Tries: Steyn; Conversions: Steyn; Penalties: Steyn (3)

Argentina 16 (13)

Tries: Fernandez; Conversions: Rodriguez; Penalties: Rodriguez (3)

A considerable dose of good fortune allowed the Springboks to salvage a disappointing draw against Argentina on Saturday night after producing one of their most shoddy first-half performances in recent memory.

Trailing 16-9 with less than 15 minutes to play, a Francois Steyn try that came directly from a charged down kick, enabled the Boks to take a share of the spoils that they didn’t deserve.

Mendoza is known as the wine “capital” of Argentina, and the Springboks seemed almost punch drunk as they stumbled through the opening half of the Rugby Championship Test in Mendoza.

The penalties flowed thick and fast in an ill-disciplined, error-ridden and badly tempered start to the Test that saw a number of early off-the-ball incidents, with the Pumas clearly looking to disrupt the Boks.

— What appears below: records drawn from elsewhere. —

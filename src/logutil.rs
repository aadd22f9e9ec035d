//! Logging utilities for sanitizing free-text player input so logs stay single-line.
//! Escapes control characters that otherwise break log readability.

/// Escape a string for single-line logging:
/// - `\n` => `\\n`
/// - `\r` => `\\r`
/// - `\t` => `\\t`
/// - backslash => `\\\\`
///   Truncates very long strings with an ellipsis to cap log noise; player
///   commands are short, so the cap is tight.
pub fn escape_log(s: &str) -> String {
    const MAX_PREVIEW: usize = 120;
    let mut out = String::with_capacity(s.len().min(MAX_PREVIEW) + 8);
    for (count, ch) in s.chars().enumerate() {
        if count >= MAX_PREVIEW {
            out.push('…');
            break;
        }
        match ch {
            '\\' => out.push_str("\\\\"),
            '\n' => out.push_str("\\n"),
            '\r' => out.push_str("\\r"),
            '\t' => out.push_str("\\t"),
            c if c.is_control() => {
                use std::fmt::Write;
                let _ = write!(&mut out, "\\x{:02X}", c as u32);
            }
            c => out.push(c),
        }
    }
    out
}
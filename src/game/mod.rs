//! Core game logic: rooms, fuzzy item resolution, hints, badges, and the
//! interactive session loop that ties them together.

pub mod badges;
pub mod errors;
pub mod hints;
pub mod resolver;
pub mod room;
pub mod session;
pub mod types;

pub use badges::{BadgeTier, Scorecard};
pub use errors::GameError;
pub use hints::HintProvider;
pub use resolver::{resolve, DEFAULT_CUTOFF};
pub use room::{Room, RoomItem, SolveOutcome, ITEM_CATALOG};
pub use session::{LineInput, ReadOutcome, RustylineInput, Session, SessionSummary};
pub use types::{Command, SkillLevel};
use thiserror::Error;

/// Errors that can arise while running a game session.
#[derive(Debug, Error)]
pub enum GameError {
    /// Wrapper around IO errors (writing to the game screen).
    #[error("io error: {0}")]
    Io(#[from] std::io::Error),

    /// Wrapper around rustyline's error type for terminal input failures.
    /// Interrupt and EOF are handled in the session loop and never surface here.
    #[error("input error: {0}")]
    Readline(#[from] rustyline::error::ReadlineError),

    /// Internal error (unexpected conditions).
    #[error("internal error: {0}")]
    Internal(String),
}
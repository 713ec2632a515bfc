// ============================================
// File: crates/iplink-core/src/lib.rs
// ============================================
//! # IpLink Core - Wire Protocol Library
//!
//! ## Creation Reason
//! Provides the wire protocol for the IpLink serial IP bridge: the byte
//! framing codec, the integrity checksum, and the packet layer that ties
//! them together. This crate performs no I/O.
//!
//! ## Main Functionality
//!
//! ### KISS Module ([`kiss`])
//! - Byte-stuffed framing (RFC 1055 SLIP variant)
//! - Streaming decoder with bounded memory and error recovery
//!
//! ### Checksum Module ([`checksum`])
//! - 32-bit non-cryptographic integrity code
//! - Frame-type mixing for the packet trailer
//!
//! ### Packet Module ([`packet`])
//! - Frame-type byte + payload + big-endian checksum trailer
//! - Length- and checksum-validated decoding
//!
//! ## Architecture Position
//! ```text
//! ┌─────────────────────────────────────────────────────┐
//! │                   iplink (binary)                   │
//! │                        │                            │
//! │          ┌─────────────┴─────────────┐              │
//! │          ▼                           ▼              │
//! │    iplink-core  ◄──           iplink-transport      │
//! │    You are here                                     │
//! └─────────────────────────────────────────────────────┘
//! ```
//!
//! ## Wire Format
//! ```text
//! ┌──────┬──────────── variable, escaped ───────────┬──────┐
//! │ FEND │ type | payload | BE32(checksum XOR type) │ FEND │
//! └──────┴───────────────────────────────────────────┴──────┘
//! ```
//!
//! ## ⚠️ Important Note for Next Developer
//! - The checksum is a wire-compatibility constant; never "fix" it
//! - The decoder must stay bounded: one frame buffer, no queue growth
//! - Everything here must stay synchronous and allocation-light
//!
//! ## Last Modified
//! v0.1.0 - Initial protocol implementation

#![warn(missing_docs)]
#![warn(clippy::all)]
#![warn(clippy::pedantic)]
#![allow(clippy::module_name_repetitions)]

pub mod checksum;
pub mod error;
pub mod kiss;
pub mod packet;

// Re-export commonly used items
pub use checksum::{calc_checksum, packet_checksum};
pub use error::{CoreError, Result};
pub use kiss::{Decoder, Encoder};
pub use packet::{decode_packet, encode_packet, FrameType, MIN_PACKET_LEN};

Referee Steve Walsh found himself in danger of losing control at the breakdown early on, where it degenerated into an ugly scrap. Ironically, last weekend the Boks didn’t concede a single penalty at the breakdown, but were put under pressure in this area by the fast-arriving and physical Pumas.

Resembling a metaphorical deer (or should that be Springbok) caught in the headlights, the Boks simply couldn’t get their game going, and it was hardly a surprise when they were caught napping by Pumas centre Santagio Fernandez, who snuck through for the first try just before the quarter hour mark.

With passes going astray, Morné Steyn attempted to restore some sanity to Springbok proceedings when he slotted a 32nd minute three-pointer, but this was quickly cancelled out when the Boks conceded an umpteenth penalty five minutes from half-time.

Trailing by 10 points at half-time, it was hard to fathom the Boks’ failure to front up, and there is no doubt there would have been some choice words at half-time.

A couple of penalties to Steyn after half-time to one from Rodriguez reduced the deficit to seven points heading into the final quarter as Heyneke Meyer rang the changes. Flip van der Merwe replaced Andries Bekker, while Ruan Pienaar came into the No9 position, with Francois Hougaard moving to wing and Bryan Habana leaving the field.

Then came the moment of pure good fortune in the 66th minute, drawing the scores level at 16-16, with Steyn then missing an opportunity to snatch victory for the Boks when a late angled penalty kick sailed wide.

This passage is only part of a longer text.